High-growth firms are young tech start-
ups that originate in clusters like Silicon
Valley; they start with a handful of
founders but once they take off, grow
rapidly and dominate the market on the
strength of their innovative products
and ideas
HGFs operate in a wide range of
locations
High-Growth Firms: Facts, Fiction, and Policy Options for Emerging Economies
FACT
FICTION
3. More entrepreneurship translates into business
dynamism (Brazil)
High-Growth Firms: Facts, Fiction, and Policy Options for Emerging Economies
Source: Grover, Medvedev and Olafsen (2019)
4. Large urban agglomerations do not necessarily have
higher incidence of dynamic firms (Mexico)
High-Growth Firms: Facts, Fiction, and Policy Options for Emerging Economies
Source: Grover, Medvedev and Olafsen (2019)
5. In fact, agglomerations in many developing
countries are sterile
Agglomeration elasticity estimates with
respect to wages, marginal cost and TFPQ
Source: Grover and Maloney (2021)
Urbanization without structural
transformation… as seen in Africa
Source: Report team elaborations based on World Development Indicators (accessed 2021)

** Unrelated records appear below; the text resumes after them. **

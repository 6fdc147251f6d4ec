//! Embedding drivers for Murmur.
//!
//! The memory substrate only knows [`murmur_types::embedding::EmbeddingDriver`];
//! this crate supplies the concrete drivers and picks one from configuration.

pub mod embedding;
pub mod local;

pub use embedding::{
    create_embedding_driver, create_embedding_driver_or_unavailable, UnavailableEmbeddingDriver,
};
pub use local::HashEmbeddingDriver;
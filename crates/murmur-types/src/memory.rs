//! Memory types: records for the exact tier, vector entries for the semantic
//! tier, emitted-content rows, and the collaborator traits behind them.

use crate::actor::ActorId;
use crate::context::ContextKey;
use crate::error::MurmurResult;
use async_trait::async_trait;
use chrono::{DateTime, Utc};
use serde::{Deserialize, Serialize};
use sha2::{Digest, Sha256};

/// A cached answer in the exact tier, keyed by `(actor_id, normalized_query)`.
#[derive(Debug, Clone, PartialEq, Serialize, Deserialize)]
pub struct MemoryRecord {
    /// Which persona owns this answer.
    pub actor_id: ActorId,
    /// Trimmed, lower-cased query text. The exact-match key.
    pub normalized_query: String,
    /// Short summary of the answer.
    pub summary: String,
    /// The answer itself.
    pub response: String,
    /// Context the query was classified into.
    pub context: ContextKey,
    /// When this query was first admitted.
    pub created_at: DateTime<Utc>,
    /// When this row was last written (admission or backfill).
    pub last_cached_at: DateTime<Utc>,
}

/// Content-addressed identifier for a vector entry.
///
/// Derived from the actor and the normalized query, so re-embedding identical
/// text always targets the same slot.
#[derive(Debug, Clone, PartialEq, Eq, Hash, Serialize, Deserialize)]
pub struct VectorId(pub String);

impl VectorId {
    /// Hash `actor_id` and `normalized_query` into a stable hex id.
    pub fn for_query(actor_id: &ActorId, normalized_query: &str) -> Self {
        let mut hasher = Sha256::new();
        hasher.update(actor_id.as_str().as_bytes());
        hasher.update([0u8]);
        hasher.update(normalized_query.as_bytes());
        Self(hex::encode(hasher.finalize()))
    }
}

impl std::fmt::Display for VectorId {
    fn fmt(&self, f: &mut std::fmt::Formatter<'_>) -> std::fmt::Result {
        f.write_str(&self.0)
    }
}

/// Typed metadata carried by every vector entry.
#[derive(Debug, Clone, PartialEq, Serialize, Deserialize)]
pub struct VectorMetadata {
    pub actor_id: ActorId,
    pub normalized_query: String,
    pub summary: String,
    pub response: String,
    pub context: ContextKey,
}

/// A row in the semantic tier.
#[derive(Debug, Clone, PartialEq, Serialize, Deserialize)]
pub struct VectorEntry {
    pub id: VectorId,
    pub embedding: Vec<f32>,
    pub metadata: VectorMetadata,
}

/// Hard filter applied to a vector query. Every field must match.
#[derive(Debug, Clone, PartialEq, Eq)]
pub struct VectorFilter {
    pub actor_id: ActorId,
    pub context: ContextKey,
}

impl VectorFilter {
    /// Whether the given metadata satisfies this filter.
    pub fn matches(&self, metadata: &VectorMetadata) -> bool {
        metadata.actor_id == self.actor_id && metadata.context == self.context
    }
}

/// A nearest-neighbor candidate returned by a vector query.
#[derive(Debug, Clone, PartialEq, Serialize, Deserialize)]
pub struct VectorMatch {
    pub id: VectorId,
    /// Cosine similarity in [-1.0, 1.0].
    pub score: f32,
    pub metadata: VectorMetadata,
}

/// A piece of content that has already been published.
#[derive(Debug, Clone, PartialEq, Eq, Serialize, Deserialize)]
pub struct EmittedContentRecord {
    pub normalized_text: String,
    pub created_at: DateTime<Utc>,
}

/// Which tier answered a lookup.
#[derive(Debug, Clone, PartialEq, Serialize, Deserialize)]
#[serde(rename_all = "snake_case", tag = "tier")]
pub enum MemoryTier {
    /// Verbatim repeat of a known query.
    Exact,
    /// Similar enough query under the same context.
    Semantic {
        /// Similarity of the accepted candidate.
        score: f32,
        /// The stored query whose answer was reused.
        matched_query: String,
    },
}

/// A successful lookup.
///
/// On a semantic hit, `record` is the exact-tier row for the looked-up query
/// (backfilled from the matched entry).
#[derive(Debug, Clone, PartialEq, Serialize, Deserialize)]
pub struct CacheHit {
    pub record: MemoryRecord,
    pub tier: MemoryTier,
}

impl CacheHit {
    /// The reusable answer.
    pub fn response(&self) -> &str {
        &self.record.response
    }
}

/// What happened to the semantic tier during an admission.
#[derive(Debug, Clone, PartialEq, Serialize, Deserialize)]
#[serde(rename_all = "snake_case", tag = "outcome")]
pub enum VectorWrite {
    /// A vector entry was created or refreshed.
    Written { id: VectorId },
    /// An existing entry already represents this concept above the
    /// admission threshold; nothing was written.
    DuplicateSuppressed { existing: VectorId, score: f32 },
    /// The embedding provider or vector index failed; only the exact tier
    /// was written.
    Skipped { reason: String },
}

/// Result of admitting an answer into memory.
#[derive(Debug, Clone, PartialEq, Serialize, Deserialize)]
pub struct AdmitOutcome {
    /// The exact-tier row as written.
    pub record: MemoryRecord,
    pub vector: VectorWrite,
}

impl AdmitOutcome {
    /// Whether the vector write was skipped as a near-duplicate.
    pub fn is_duplicate_suppressed(&self) -> bool {
        matches!(self.vector, VectorWrite::DuplicateSuppressed { .. })
    }
}

/// Result of recording an emission.
#[derive(Debug, Clone, Copy, PartialEq, Eq, Serialize, Deserialize)]
#[serde(rename_all = "snake_case")]
pub enum EmissionOutcome {
    /// First time this content was recorded.
    Recorded,
    /// The content was already on record. Not an error.
    AlreadyRecorded,
}

/// Row counts across the memory stores.
#[derive(Debug, Clone, Default, PartialEq, Eq, Serialize, Deserialize)]
pub struct MemoryStats {
    pub exact_records: u64,
    pub vector_entries: u64,
    pub emitted_records: u64,
    pub conversation_turns: u64,
}

/// Key-value store for the exact tier.
///
/// `upsert` must be atomic per key.
#[async_trait]
pub trait ExactMemoryStore: Send + Sync {
    /// Fetch the record for a normalized query, if any.
    async fn get(
        &self,
        actor_id: &ActorId,
        normalized_query: &str,
    ) -> MurmurResult<Option<MemoryRecord>>;

    /// Insert or replace the record for `(record.actor_id, record.normalized_query)`.
    /// An existing row keeps its `created_at`.
    async fn upsert(&self, record: &MemoryRecord) -> MurmurResult<()>;
}

/// Nearest-neighbor index for the semantic tier.
#[async_trait]
pub trait VectorMemoryIndex: Send + Sync {
    /// Return up to `top_k` candidates matching `filter`, best score first.
    async fn query(
        &self,
        embedding: &[f32],
        top_k: usize,
        filter: &VectorFilter,
    ) -> MurmurResult<Vec<VectorMatch>>;

    /// Insert or replace the entry with `entry.id`.
    async fn upsert(&self, entry: &VectorEntry) -> MurmurResult<()>;

    /// Whether an entry with this id exists, regardless of filters.
    async fn contains(&self, id: &VectorId) -> MurmurResult<bool>;
}

/// Append-only record of published content.
#[async_trait]
pub trait EmittedContentStore: Send + Sync {
    /// Whether this normalized text is on record.
    async fn exists(&self, normalized_text: &str) -> MurmurResult<bool>;

    /// Insert the text unless present. Returns `true` if a row was inserted.
    async fn insert_if_absent(&self, normalized_text: &str) -> MurmurResult<bool>;
}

Place, Productivity and Prosperity: Place, Productivity, and Prosperity : Revisiting Spatially Targeted
Policies for Regional Development
6. Policy framework to support firm growth
High-Growth Firms: Facts, Fiction, and Policy Options for Emerging Economies
Firm dynamism and growth
Allocative Efficiency B2B Spillovers Firm Capabilities
Improving quality of firm-level data
Strengthening the rigor of policy evaluation
Building institutional capabilities to implement policy
7. Place based Policies: Three Principles of Appraisal
1: Narrative -- explain the economic rationale
2: Estimate the Effects—Direct and Indirect
3: Ensure That All Key Actors Will Coordinate to Deliver
the Package of Place-Based and Complementary Policies
8. Main takeaways
1. Structural transformation is essential to spatial
transformation
− Population agglomeration often appears without development-driven ‘demand’ for spatial
reorganization.
− Migration is less effective as a lagging region policy without dynamic cities to move to.
− Urban policy and spatial inequality policies must be embedded in policies for economywide
structural transformation.
2. The success of spatial “hardware” solutions hinges on
complementary “software”
− Entrepreneurial and human capital.
− Government capabilities.
3. Place Based Policies need a structured accounting of likely
impacts and necessary complements
− Report framework stresses the need for ex ante appraisal of direct and indirect impacts.
− Given multidimensionality arising from complementarities, gov’t capabilities are binding on
project design.
− After appraisal, some regions will be less viable and policy makers need to frankly evaluate
PBPs vs. safety nets, fiscal transfers and migration.